After sightings of suspected Russian drones shut airports in Copenhagen and Oslo, Denmark has joined the European Union’s (EU) efforts to build a ‘drone wall’ to safeguard eastern European nations from Russian aerial threats.
After suspected Russian drone incursions in Copenhagen and Oslo, Denmark has joined European Union’s (EU) efforts to build a ‘drone wall’ to safeguard eastern Europe from Russian aerial threats.
Denmark will join Estonia, Latvia, Finland, Lithuania, Poland, Romania, and Bulgaria in a meeting on Friday to build drone-centric air defences dubbed a ‘drone wall’ along EU’s eastern flank. The EU has launched the initiative at a time when Russian fighter planes and drones have ramped up aerial incursions.

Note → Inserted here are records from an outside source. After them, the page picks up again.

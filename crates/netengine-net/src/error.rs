//! Errors surfaced by the transport to its callers.

use std::time::Duration;

use crate::packet::ConnectionId;
use crate::tls::TlsError;

/// Failures of transport operations.
///
/// Errors inside connection tasks never reach callers this way; they are
/// logged and turned into a `Disconnection` packet instead.
#[derive(Debug, thiserror::Error)]
pub enum TransportError {
    /// The outbound dial did not complete in time.
    #[error("connect timed out after {0:?}")]
    ConnectTimeout(Duration),

    /// The target connection is not (or no longer) open.
    #[error("connection {0} is not connected")]
    LostConnection(ConnectionId),

    /// The payload exceeds the configured maximum message size.
    #[error("message of {size} bytes exceeds the {max} byte limit")]
    OversizedMessage {
        /// Payload size in bytes.
        size: usize,
        /// Configured maximum.
        max: u32,
    },

    /// The TLS handshake failed or produced an unacceptable session.
    #[error("TLS handshake failed: {0}")]
    TlsHandshakeFailed(String),

    /// TLS material could not be loaded.
    #[error(transparent)]
    TlsConfig(#[from] TlsError),

    /// Socket-level failure (bind, connect, ...).
    #[error("I/O error: {0}")]
    Io(#[from] std::io::Error),
}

Denmark has joined the initiative after drone sightings on Monday shut airports in Copenhagen and Oslo for several hours. Danish Prime Minister Mette Frederiksen blamed Russia and called it the “most serious attack so far against Danish critical infrastructure”.
“We do not yet know all the details, but it is clear that this fits into the pattern we have seen recently: Russian airspace violations, unwanted drone activity in several other European countries — in Poland, Romania, and Estonia, and last night also in Norway,” said Frederiksen in Danish.
In recent weeks, as part of ramped up Russian aggression on Europe, Russian planes and drones have breached the airspace of several European nations that are also Nato members, such as Poland, Romania, and Estonia. In the most serious incursion, Poland said it shot down Russian drones after at least 19 Russian drones entered its airspace on the intervening night of September 9-10. In Estonia, Nato fighter planes intercepted Russian aircraft.
EU, Nato beef up eastern flank with €150 billion programme
With initiatives such as the ‘drone wall’, the EU and Nato are beefing up Europe’s eastern flank that is most vulnerable to Russian aggression. Observers have said that Russia could target eastern European countries like Lithuania, Moldova, and Estonia after Ukraine in the coming years.
In a remarkable shift, the EU —largely an economic bloc— has increasingly acquired a military dimension in the face of the Russian threat. The EU has rolled out a €150 billion programme to boost defence preparedness. The fund is expected to contribute to the drone wall.
Poland, which borders Ukraine and is the main Nato military power in eastern Europe, has been tentatively allocated €44 billion from the fund, as per Euronews.
At the moment, it is not clear how the drone wall might work and what it might include. But Euronews has reported that the initiative will include both detection of incursions and subsequent intervention.
Technical work on the initiative is ongoing and it will not be a decision made unilaterally by the EU but is being driven instead by member states, according to Thomas Regnier, the EU spokesperson for defence policy.
“The two main factors that the Commission [European Commission, the EU’s main executive body] is asking itself, of course, are: one side is the detection of incoming drones, and then the second element, which is fully linked to that, is how to respond then once we detect one,” said Regnier, as per Euronews.
While Regnier did not specify the launch date of the drone wall, he said that “recent events show that we cannot sit here and wait for things to happen before we need to act” — in an apparent reference to rising Russian aerial incursions.